As she began to calculate her exit, she felt a breeze of cold air brush against her face. It sent a chill down her back and startled her. It was 75 degrees Fahrenheit outside. Where did that breeze come from down in the depths of the cave? She turned around in another circle trying to determine its origin. As she walked closer to the far right wall she started to hear a faint noise, almost like a whisper.

"Hello?" She called out. "Is somebody down here?"

When she reached the wall, it seemed as though she had reached a dead end.

"Great, I'm down here alone and I'm hearing things. Nothing to worry about, Lois."

Then, she felt the cold air touch her again, almost pushing her toward the wall. Her shoulder hit the cool rock and a light yellow glow appeared on the wall. She was startled again when it began to move, creating a doorway.

"A secret passage?" She whispered to herself.

She contemplated going in, the dangers that she could encounter since she was alone dancing around her brain. Any rational human would file this new knowledge away and come back with a cavalry, but not Lois. Nope, never Lois.

"Now, this just got more interesting." She said as she entered the new passage.

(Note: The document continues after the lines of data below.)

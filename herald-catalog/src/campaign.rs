//! Campaign model
//!
//! A campaign is one template scheduled for delivery to a category's
//! recipients. Campaigns are created at scan time, mutated by the executor
//! as they progress, and terminal once completed, skipped, or failed.

use chrono::{DateTime, NaiveDate, Utc};
use serde::{Deserialize, Serialize};
use std::path::PathBuf;

/// Campaign identity: domain-category plus template path plus the scan
/// timestamp, unique even across repeated scans of the same template.
#[derive(Debug, Clone, PartialEq, Eq, Hash, Serialize, Deserialize)]
#[serde(transparent)]
pub struct CampaignId(String);

impl CampaignId {
    /// Derive an ID from the campaign's coordinates.
    #[must_use]
    pub fn derive(category: &str, template_name: &str, now: DateTime<Utc>) -> Self {
        Self(format!(
            "{category}/{template_name}@{}",
            now.format("%Y%m%dT%H%M%S")
        ))
    }

    #[must_use]
    pub fn as_str(&self) -> &str {
        &self.0
    }
}

impl std::fmt::Display for CampaignId {
    fn fmt(&self, f: &mut std::fmt::Formatter<'_>) -> std::fmt::Result {
        write!(f, "{}", self.0)
    }
}

/// When a campaign should go out.
#[derive(Debug, Clone, Copy, PartialEq, Eq, Serialize, Deserialize)]
#[serde(rename_all = "kebab-case")]
pub enum ScheduleMode {
    /// No descriptor, or an explicit `immediate`: send in the first tier.
    Immediate,
    /// Explicitly marked to go out on this run, after immediates.
    ScheduleNow,
    /// Send on (or after) a specific date.
    Scheduled(NaiveDate),
}

impl ScheduleMode {
    /// Execution tier for queue ordering: immediates, then schedule-now,
    /// then dated campaigns ascending.
    #[must_use]
    pub const fn tier(self) -> u8 {
        match self {
            Self::Immediate => 0,
            Self::ScheduleNow => 1,
            Self::Scheduled(_) => 2,
        }
    }
}

/// Lifecycle of a campaign within one run.
#[derive(Debug, Clone, Copy, PartialEq, Eq, Serialize, Deserialize)]
#[serde(rename_all = "kebab-case")]
pub enum CampaignStatus {
    Queued,
    InProgress,
    Completed,
    /// Nothing to do: no eligible recipients, or not yet due.
    Skipped,
    /// Something went wrong: invalid template at discovery time.
    Failed,
}

/// What to do with a scheduled campaign whose date has already passed.
#[derive(Debug, Clone, Copy, Default, PartialEq, Eq, Serialize, Deserialize)]
#[serde(rename_all = "kebab-case")]
pub enum OverduePolicy {
    /// Treat the campaign as immediate and send it now.
    #[default]
    CatchUp,
    /// Treat the campaign as stale and skip it.
    Skip,
}

/// Whether a campaign may execute today.
#[derive(Debug, Clone, Copy, PartialEq, Eq)]
pub enum Readiness {
    /// Due now.
    Ready,
    /// Scheduled for a future date; stays queued.
    NotDue(NaiveDate),
    /// Past-due and the overdue policy says to drop it.
    Stale(NaiveDate),
}

/// One template + recipient-targeting unit scheduled for delivery.
#[derive(Debug, Clone, Serialize, Deserialize)]
pub struct Campaign {
    pub id: CampaignId,
    /// Domain-category tag: the (possibly nested) directory path under the
    /// campaign root, e.g. `education/adult-education`.
    pub category: String,
    pub template_path: PathBuf,
    /// Template file stem, used for tracking-ID allocation.
    pub template_name: String,
    pub mode: ScheduleMode,
    pub status: CampaignStatus,
    /// Subject line from the sidecar descriptor, when present.
    #[serde(default, skip_serializing_if = "Option::is_none")]
    pub subject: Option<String>,
}

impl Campaign {
    /// Decide whether this campaign may execute on `today`.
    ///
    /// Immediate and schedule-now campaigns are always ready. A dated
    /// campaign is ready on its date; earlier it is not due, and later it
    /// is either caught up or stale depending on `policy`.
    #[must_use]
    pub fn readiness(&self, today: NaiveDate, policy: OverduePolicy) -> Readiness {
        match self.mode {
            ScheduleMode::Immediate | ScheduleMode::ScheduleNow => Readiness::Ready,
            ScheduleMode::Scheduled(date) => {
                if date > today {
                    Readiness::NotDue(date)
                } else if date == today {
                    Readiness::Ready
                } else {
                    match policy {
                        OverduePolicy::CatchUp => Readiness::Ready,
                        OverduePolicy::Skip => Readiness::Stale(date),
                    }
                }
            }
        }
    }
}

#[cfg(test)]
#[allow(clippy::unwrap_used, clippy::expect_used)]
mod tests {
    use super::*;

    fn campaign(mode: ScheduleMode) -> Campaign {
        Campaign {
            id: CampaignId::derive("retail", "spring", "2026-08-06T09:00:00Z".parse().unwrap()),
            category: "retail".to_string(),
            template_path: PathBuf::from("campaigns/retail/spring.txt"),
            template_name: "spring".to_string(),
            mode,
            status: CampaignStatus::Queued,
            subject: None,
        }
    }

    fn day(s: &str) -> NaiveDate {
        s.parse().unwrap()
    }

    #[test]
    fn test_id_incorporates_category_template_and_timestamp() {
        let id = CampaignId::derive("retail", "spring", "2026-08-06T09:00:00Z".parse().unwrap());
        assert_eq!(id.as_str(), "retail/spring@20260806T090000");
    }

    #[test]
    fn test_immediate_always_ready() {
        let c = campaign(ScheduleMode::Immediate);
        assert_eq!(
            c.readiness(day("2026-08-06"), OverduePolicy::Skip),
            Readiness::Ready
        );
    }

    #[test]
    fn test_future_date_not_due() {
        let c = campaign(ScheduleMode::Scheduled(day("2026-09-01")));
        assert_eq!(
            c.readiness(day("2026-08-06"), OverduePolicy::CatchUp),
            Readiness::NotDue(day("2026-09-01"))
        );
    }

    #[test]
    fn test_on_date_is_ready() {
        let c = campaign(ScheduleMode::Scheduled(day("2026-08-06")));
        assert_eq!(
            c.readiness(day("2026-08-06"), OverduePolicy::Skip),
            Readiness::Ready
        );
    }

    #[test]
    fn test_overdue_policy_switch() {
        let c = campaign(ScheduleMode::Scheduled(day("2026-08-01")));
        assert_eq!(
            c.readiness(day("2026-08-06"), OverduePolicy::CatchUp),
            Readiness::Ready
        );
        assert_eq!(
            c.readiness(day("2026-08-06"), OverduePolicy::Skip),
            Readiness::Stale(day("2026-08-01"))
        );
    }

    #[test]
    fn test_tier_ordering() {
        assert!(ScheduleMode::Immediate.tier() < ScheduleMode::ScheduleNow.tier());
        assert!(
            ScheduleMode::ScheduleNow.tier() < ScheduleMode::Scheduled(day("2026-08-06")).tier()
        );
    }
}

She stood in a room with a circular altar and more writing on the wall. There was an octagonal indent, like a piece or key was missing. The whispering started again and she tried to decipher it. She knew it was coming from the wall, which disturbed her, but it also drew her in closer. It was like it was calling out to her. Once she stood in front of the wall she slowly brought her hand up. She traced the symbols and the octagonal shape in the air before she let her fingers touch the center. And in that one decision, the brush of her fingertips against the indent of the wall caused the drawings to spin around, a concretion of all these parts, glowing together as the circle spun faster and faster until the glow eclipsed the room and all she saw was white.